The Unix Shell: A fundamental tool for bioinformatics

Outline:

  • Setup
  • What is the Unix shell? (What’s Unix? What’s a shell?)
  • Read Evaluate Print Loop (REPL)
  • Why do we need to know this?
  • Interacting with the shell
  • Moving in and viewing your filesystem
  • Files (create, edit, delete)
  • Parsing (search and bulk edit files - read, search, sort, and rearrange files)
  • Advanced topics: Scripting, loops, functions (*Probably for later)

Setup: RStudio

We are going to use the Unix (or similar) terminal tab in RStudio. If you do not already have RStudio set up you will need to do this now.
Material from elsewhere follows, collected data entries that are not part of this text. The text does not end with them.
// Copyright (c) 2025 Soumyadip Sarkar.
// All rights reserved.
//
// This source code is licensed under the license found in the
// LICENSE file in the root directory of this source tree.

use thiserror::Error;

#[derive(Debug, Error)]
pub enum LedgerError {
    #[error("storage error: {0}")]
    Storage(#[from] rusqlite::Error),

    #[error("serialization error: {0}")]
    Serialize(#[from] serde_json::Error),

    #[error("submission rejected: {0}")]
    Rejected(Rejection),
}

/// Why a user submission was refused. State is left untouched in every case.
#[derive(Debug, Clone, Copy, PartialEq, Eq)]
pub enum Rejection {
    InvalidAmount,
    EmptySender,
    EmptyRecipient,
    SelfTransfer,
}

impl std::fmt::Display for Rejection {
    fn fmt(&self, f: &mut std::fmt::Formatter<'_>) -> std::fmt::Result {
        let msg = match self {
            Rejection::InvalidAmount => {
                "amount must be a number greater than zero and at most 1000000000000000"
            }
            Rejection::EmptySender => "sender is empty",
            Rejection::EmptyRecipient => "recipient is empty",
            Rejection::SelfTransfer => "sender and recipient are the same party",
        };
        f.write_str(msg)
    }
}

#[derive(Debug, Error)]
pub enum SyncError {
    #[error("invalid endpoint url '{url}': {reason}")]
    InvalidEndpoint { url: String, reason: String },

    #[error("http error: {0}")]
    Http(#[from] reqwest::Error),

    #[error("remote returned status {0}")]
    Status(u16),

    #[error("could not encode transaction: {0}")]
    Encode(#[from] serde_json::Error),
}

#[derive(Debug, Error)]
pub enum InsightError {
    #[error("GEMINI_API_KEY is not set")]
    MissingCredential,

    #[error("http error: {0}")]
    Http(#[from] reqwest::Error),

    #[error("gemini error {status}: {body}")]
    Status { status: u16, body: String },

    #[error("invalid gemini endpoint {0}")]
    InvalidEndpoint(String),

    #[error("gemini returned no text")]
    EmptyResponse,

    #[error("could not decode insight: {0}")]
    Decode(#[from] serde_json::Error),
}

pub type Result<T> = std::result::Result<T, LedgerError>;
To get RStudio set up on your laptop:

  1. Download and install R from CRAN
  2. Download and install the Free RStudio Desktop from the RStudio Downloads Page

Do the install of R and THEN RStudio

What is the Unix Shell?

The shell provides an environment to interact with your computer on a more fundamental level than we are used to. It does this by implementing a simple “language” that we can learn to communicate with our machines through a command-line interface.

The command-line runs a Read-Evaluate-Print-Loop operation that is the core of everything we do there. This is essentially what the RStudio Console window does for us in the context of R.

The command-line looks something like this:

And we interact with the shell by typing a command after the $:

What did that do?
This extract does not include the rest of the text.